E l’Europa mostra il suo volto a Lesbo quasi unicamente attraverso le divise dei militari di Frontex, che svolgono un servizio di sorveglianza che sembra avere nel mirino soprattutto le associazioni umanitarie, i cui membri vivono nella paura costante di provvedimenti cautelari. Avevo notato che, se in una taverna affollata entra un gruppo di militari, la conversazione dei ragazzi delle varie organizzazioni si ferma all’improvviso, si parla sottovoce, segno di un clima di censura, di timore, che ha un acro sapore di fascismo. I più temuti sono i militari croati. Anche la Croazia è Europa. La stessa Croazia censurata da Amnesty International per i comportamenti disumani verso i migranti che dal confine con la Bosnia cercano di penetrare verso il sogno europeo e, se riescono a bucare il confine, vengono picchiati, umiliati, privati persino delle scarpe, anche quando c’è la neve, e ricacciati indietro.

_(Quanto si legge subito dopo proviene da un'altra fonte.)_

//! Metrics declaration and recording.
//!
//! Counters carry a `namespace` label; stores without a namespace report
//! an empty label.

#[cfg(feature = "metrics")]
use lazy_static::lazy_static;

#[cfg(feature = "metrics")]
lazy_static! {
    /// Track number of store reads that found a value.
    pub static ref STORE_HIT_COUNTER: &'static str = {
        metrics::describe_counter!(
            "cachet_store_hit_total",
            "Total number of store reads that found a value."
        );
        "cachet_store_hit_total"
    };
    /// Track number of store reads that found nothing.
    pub static ref STORE_MISS_COUNTER: &'static str = {
        metrics::describe_counter!(
            "cachet_store_miss_total",
            "Total number of store reads that found nothing."
        );
        "cachet_store_miss_total"
    };
    /// Track number of keys written through a store.
    pub static ref STORE_WRITE_COUNTER: &'static str = {
        metrics::describe_counter!(
            "cachet_store_write_total",
            "Total number of keys written through a store."
        );
        "cachet_store_write_total"
    };
    /// Track number of store writes the backend failed.
    pub static ref STORE_WRITE_ERRORS_COUNTER: &'static str = {
        metrics::describe_counter!(
            "cachet_store_write_errors_total",
            "Total number of store writes the backend failed."
        );
        "cachet_store_write_errors_total"
    };
}

/// Record read outcomes for a namespace.
#[cfg(feature = "metrics")]
#[inline]
pub fn record_reads(namespace: &str, hits: u64, misses: u64) {
    if hits > 0 {
        metrics::counter!(*STORE_HIT_COUNTER, "namespace" => namespace.to_owned()).increment(hits);
    }
    if misses > 0 {
        metrics::counter!(*STORE_MISS_COUNTER, "namespace" => namespace.to_owned())
            .increment(misses);
    }
}

/// No-op version when metrics feature is disabled.
#[cfg(not(feature = "metrics"))]
#[inline]
pub fn record_reads(_namespace: &str, _hits: u64, _misses: u64) {}

/// Record a write of `keys` keys and whether the backend accepted it.
#[cfg(feature = "metrics")]
#[inline]
pub fn record_write(namespace: &str, keys: u64, ok: bool) {
    metrics::counter!(*STORE_WRITE_COUNTER, "namespace" => namespace.to_owned()).increment(keys);
    if !ok {
        metrics::counter!(*STORE_WRITE_ERRORS_COUNTER, "namespace" => namespace.to_owned())
            .increment(1);
    }
}

/// No-op version when metrics feature is disabled.
#[cfg(not(feature = "metrics"))]
#[inline]
pub fn record_write(_namespace: &str, _keys: u64, _ok: bool) {}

C’è un luogo a Lesbo che parla come pochi di questa miseria umana, lo chiamano il cimitero dei giubbotti, una discarica in cui vengono buttati a mucchi i salvagente che le persone hanno indossato per la traversata. È una montagna di migliaia e migliaia di giubbotti arancioni e ognuno parla di una vita, di un viaggio, di una speranza. I salvagenti sono un bene necessario, anche in quei pochi chilometri di mare, per persone che in buona parte non sanno nuotare, avendo magari vissuto nelle montagne dell’Afghanistan, o della Siria, senza mai avere visto il mare. Mio figlio mi dice che sono salvagenti farlocchi, che non salverebbero nessuno in caso di necessità, anche se si sa che sono venduti a prezzi folli, estremo imbroglio a gente vessata da tutti e tutto. 

Il cimitero dei giubbotti copre una piccola valle, nel centro dell’isola, protetta a monte da un alto muro di cemento armato che la sovrasta, su cui qualcuno ha scritto a lettere cubitali shame on you Europe, vergognati Europa.